Desjardins Capital ne doit pas oublier qu’il reçoit « une partie de l’argent des Québécois » en crédit d’impôt « pour prendre plus de risque », a rappelé le premier ministre, François Legault, jeudi, en laissant planer la menace de réviser ces crédits si la coopérative n’investit pas dans la relance de Groupe Capitales Médias, actuellement en faillite. Il s’agit d’un projet « qui peut être rentable », selon lui.

« Le Fonds de solidarité et Desjardins Capital de risque ont des crédits d’impôt parce qu’on leur demande de prendre plus de risques qu’une banque, a-t-il souligné en mêlée de presse. Est-ce qu’ils investissent tout cet argent-là et est-ce qu’ils prennent tous les risques qu’ils devraient prendre ? C’est des programmes qu’il faut toujours réexaminer. »

M. Legault a encore une fois incité Desjardins à réévaluer sa participation dans la reprise des six journaux de GCM par la coopérative d’employés. « [Si] Desjardins n’embarque pas, est-ce que le Fonds de solidarité va embarquer ? Puis, si les deux n’embarquent pas, il arrive quoi avec les journaux ? »

Fitzgibbon et Lalande

M. Legault s’est aussi porté à la défense du ministre Pierre Fitzgibbon dans le conflit qui l’oppose à la dirigeante de Québecor Sylvie Lalande, alors qu’il avait évité de prendre position la veille.

À son avis, M. Fitzgibbon n’avait pas tort de soulever les multiples rôles de direction qu’occupe Mme Lalande au Groupe TVA, à Québecor et au conseil d’administration du fonds Capital régional et coopératif Desjardins (CRCD). « Non, je pense que ce qu’il a dit, c’est qu’il y avait une apparence de conflit d’intérêts, a-t-il dit. C’est factuel. »

Le Fonds de solidarité et Desjardins Capital de risque ont des crédits d’impôt parce qu’on leur demande de prendre plus de risques qu’une banque

Mme Lalande a mis M. Fitzgibbon en demeure mercredi, mais le ministre a refusé de se rétracter. Elle lui reproche de lui avoir « causé un tort inqualifiable » en insinuant « que les administrateurs du CRCD […] auraient pris part » à la décision concernant GCM et en suggérant « qu’elle pourrait être en conflit d’intérêts ».

Or, l’avocat de Mme Lalande et Desjardins Capital ont indiqué que ni elle, ni aucun administrateur de CRCD n’avaient pris part à la décision initiale d’écarter tout investissement dans la relance de GCM. Au moment où ces lignes étaient écrites, le ministre n’avait pas reçu d’avis confirmant la poursuite.

Des documents rendus publics

Le rapport du syndic sur l’état des finances des six journaux, daté du 19 novembre, a par ailleurs été rendu public par PricewaterhouseCoopers cette semaine.

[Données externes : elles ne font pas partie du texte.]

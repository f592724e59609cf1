//! Resolution of the (client, product) filter pair into the views the
//! dashboard draws.
//!
//! Each dimension is either pinned to one value or left as a wildcard. The
//! pair collapses into a [`ViewMode`] once; that mode supplies the single row
//! predicate used against both tables, and every mode groups by date.

use crate::models::{
    ClusterInfo, Dataset, ForecastPoint, ForecastRecord, HistoricalPoint, HistoricalRecord,
};
use chrono::NaiveDate;
use std::collections::{BTreeMap, BTreeSet};

pub const ALL_CLIENTS_LABEL: &str = "All clients (global)";
pub const ALL_PRODUCTS_LABEL: &str = "All products (total)";

#[derive(Debug, Clone, PartialEq, Eq, Default)]
pub enum Selection {
    #[default]
    All,
    Specific(String),
}

impl Selection {
    /// Missing, blank and wildcard-label values all mean "every value".
    pub fn from_param(value: Option<&str>) -> Self {
        match value.map(str::trim) {
            None | Some("") => Selection::All,
            Some(v) if v == ALL_CLIENTS_LABEL || v == ALL_PRODUCTS_LABEL => Selection::All,
            Some(v) => Selection::Specific(v.to_string()),
        }
    }

    pub fn as_specific(&self) -> Option<&str> {
        match self {
            Selection::All => None,
            Selection::Specific(value) => Some(value),
        }
    }
}

#[derive(Debug, Clone, Copy, PartialEq, Eq)]
pub enum ViewMode<'a> {
    Global,
    Product(&'a str),
    Client(&'a str),
    Pair { client: &'a str, product: &'a str },
}

impl<'a> ViewMode<'a> {
    pub fn from_selections(client: &'a Selection, product: &'a Selection) -> Self {
        match (client.as_specific(), product.as_specific()) {
            (None, None) => ViewMode::Global,
            (None, Some(product)) => ViewMode::Product(product),
            (Some(client), None) => ViewMode::Client(client),
            (Some(client), Some(product)) => ViewMode::Pair { client, product },
        }
    }

    pub fn matches(&self, client: &str, product: &str) -> bool {
        match *self {
            ViewMode::Global => true,
            ViewMode::Product(p) => p == product,
            ViewMode::Client(c) => c == client,
            ViewMode::Pair {
                client: c,
                product: p,
            } => c == client && p == product,
        }
    }

    pub fn context_label(&self) -> String {
        match *self {
            ViewMode::Global => "Global view: whole company".to_string(),
            ViewMode::Product(product) => format!("Global: {product}"),
            ViewMode::Client(client) => format!("Client total: {client}"),
            ViewMode::Pair { client, product } => format!("{client} | {product}"),
        }
    }

    /// Only a pinned product gives a meaningful cluster; aggregating across
    /// products yields a mix.
    fn cluster(&self, forecasts: &[ForecastRecord]) -> ClusterInfo {
        match self {
            ViewMode::Global => ClusterInfo::GlobalMix,
            ViewMode::Client(_) => ClusterInfo::ClientMix,
            ViewMode::Product(_) | ViewMode::Pair { .. } => forecasts
                .iter()
                .find(|row| self.matches(&row.client, &row.product))
                .and_then(|row| row.cluster)
                .map_or(ClusterInfo::Unavailable, ClusterInfo::Cluster),
        }
    }
}

#[derive(Debug, Clone, PartialEq)]
pub struct ResolvedView {
    pub context: String,
    pub cluster: ClusterInfo,
    pub forecast: Vec<ForecastPoint>,
    pub historical: Vec<HistoricalPoint>,
}

impl ResolvedView {
    pub fn is_empty(&self) -> bool {
        self.forecast.is_empty() && self.historical.is_empty()
    }
}

pub fn resolve(dataset: &Dataset, client: &Selection, product: &Selection) -> ResolvedView {
    let mode = ViewMode::from_selections(client, product);
    ResolvedView {
        context: mode.context_label(),
        cluster: mode.cluster(&dataset.forecasts),
        forecast: forecast_view(&dataset.forecasts, mode),
        historical: historical_view(&dataset.historical, mode),
    }
}

#[derive(Default)]
struct BandSum {
    mean: Option<f64>,
    min: Option<f64>,
    max: Option<f64>,
}

/// NULLs are skipped; the sum stays `None` until a value is seen.
fn accumulate(total: &mut Option<f64>, value: Option<f64>) {
    if let Some(value) = value {
        *total = Some(total.unwrap_or_default() + value);
    }
}

fn forecast_view(rows: &[ForecastRecord], mode: ViewMode<'_>) -> Vec<ForecastPoint> {
    let mut grouped: BTreeMap<NaiveDate, BandSum> = BTreeMap::new();
    for row in rows.iter().filter(|row| mode.matches(&row.client, &row.product)) {
        let entry = grouped.entry(row.forecast_date).or_default();
        accumulate(&mut entry.mean, row.forecast_mean);
        accumulate(&mut entry.min, row.forecast_min);
        accumulate(&mut entry.max, row.forecast_max);
    }

    grouped
        .into_iter()
        .map(|(date, sum)| ForecastPoint {
            date,
            forecast_mean: sum.mean,
            forecast_min: sum.min,
            forecast_max: sum.max,
        })
        .collect()
}

fn historical_view(rows: &[HistoricalRecord], mode: ViewMode<'_>) -> Vec<HistoricalPoint> {
    let mut grouped: BTreeMap<NaiveDate, Option<f64>> = BTreeMap::new();
    for row in rows.iter().filter(|row| mode.matches(&row.client, &row.product)) {
        accumulate(grouped.entry(row.date).or_default(), row.quantity);
    }

    grouped
        .into_iter()
        .map(|(date, quantity)| HistoricalPoint { date, quantity })
        .collect()
}

pub fn client_options(dataset: &Dataset) -> Vec<String> {
    dataset
        .forecasts
        .iter()
        .map(|row| row.client.clone())
        .collect::<BTreeSet<_>>()
        .into_iter()
        .collect()
}

/// Products observed for the selected client, or every product when the
/// client is the wildcard.
pub fn product_options(dataset: &Dataset, client: &Selection) -> Vec<String> {
    dataset
        .forecasts
        .iter()
        .filter(|row| client.as_specific().is_none_or(|c| c == row.client))
        .map(|row| row.product.clone())
        .collect::<BTreeSet<_>>()
        .into_iter()
        .collect()
}
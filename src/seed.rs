//! Synthetic demo data for running the dashboard without an upstream
//! forecasting pipeline.

use crate::models::{ForecastRecord, HistoricalRecord};
use chrono::{Months, NaiveDate};
use rand::{rngs::StdRng, Rng, SeedableRng};

pub const PRODUCTS: [&str; 2] = [
    "ANALGESIC + ANTIPYRETIC TABLETS 1",
    "ANTIBIOTIC INJECTABLE SOLUTION 2",
];
pub const CLIENTS: [&str; 2] = ["Client 1", "Client 2"];

const HISTORY_MONTHS: u32 = 32;
const HORIZON_MONTHS: u32 = 12;
const GROWTH: f64 = 1.05;

pub struct SyntheticData {
    pub historical: Vec<HistoricalRecord>,
    pub forecasts: Vec<ForecastRecord>,
}

pub fn generate(seed: Option<u64>) -> SyntheticData {
    let mut rng = match seed {
        Some(seed) => StdRng::seed_from_u64(seed),
        None => StdRng::from_entropy(),
    };

    // Jan 2023 through Aug 2025, then twelve months from Sep 2025.
    let history_start = NaiveDate::from_ymd_opt(2023, 1, 1).unwrap_or_default();
    let history: Vec<NaiveDate> = month_range(history_start, HISTORY_MONTHS);
    let horizon_start = history_start + Months::new(HISTORY_MONTHS);
    let horizon: Vec<NaiveDate> = month_range(horizon_start, HORIZON_MONTHS);

    let mut historical = Vec::with_capacity(PRODUCTS.len() * CLIENTS.len() * history.len());
    let mut forecasts = Vec::with_capacity(PRODUCTS.len() * CLIENTS.len() * horizon.len());

    for product in PRODUCTS {
        for client in CLIENTS {
            let base = f64::from(rng.gen_range(50_000i32..150_000));

            for &date in &history {
                let noise = f64::from(rng.gen_range(-10_000i32..10_000));
                historical.push(HistoricalRecord {
                    date,
                    product: product.to_string(),
                    client: client.to_string(),
                    quantity: Some(base + noise),
                });
            }

            for &forecast_date in &horizon {
                let mean = base * GROWTH;
                forecasts.push(ForecastRecord {
                    forecast_date,
                    product: product.to_string(),
                    client: client.to_string(),
                    cluster: Some(rng.gen_range(0..4)),
                    forecast_mean: Some(mean),
                    forecast_min: Some(mean * 0.8),
                    forecast_max: Some(mean * 1.2),
                });
            }
        }
    }

    SyntheticData {
        historical,
        forecasts,
    }
}

fn month_range(start: NaiveDate, count: u32) -> Vec<NaiveDate> {
    (0..count).map(|offset| start + Months::new(offset)).collect()
}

Comme le rapportait Le Devoir le 21 novembre, on y prévoit que le groupe de presse arrive à court de liquidités au début de mois de janvier.

On trouve également dans le rapport le suivi des recettes et des dépenses pour la période allant du 9 septembre au 10 novembre. Grâce aux versements d’Investissement Québec totalisant 2,5 millions sur ces neuf semaines, le groupe a vu son encaisse augmenter de près de 450 000 $.

Une économie de 11 % par rapport aux dépenses projetées s’inscrit à la ligne des salaires et des avantages sociaux. Dans son rapport, le syndic note que « l’écart favorable est relié à une utilisation moins élevée des employés à temps partiel et aux départs de certains employés ».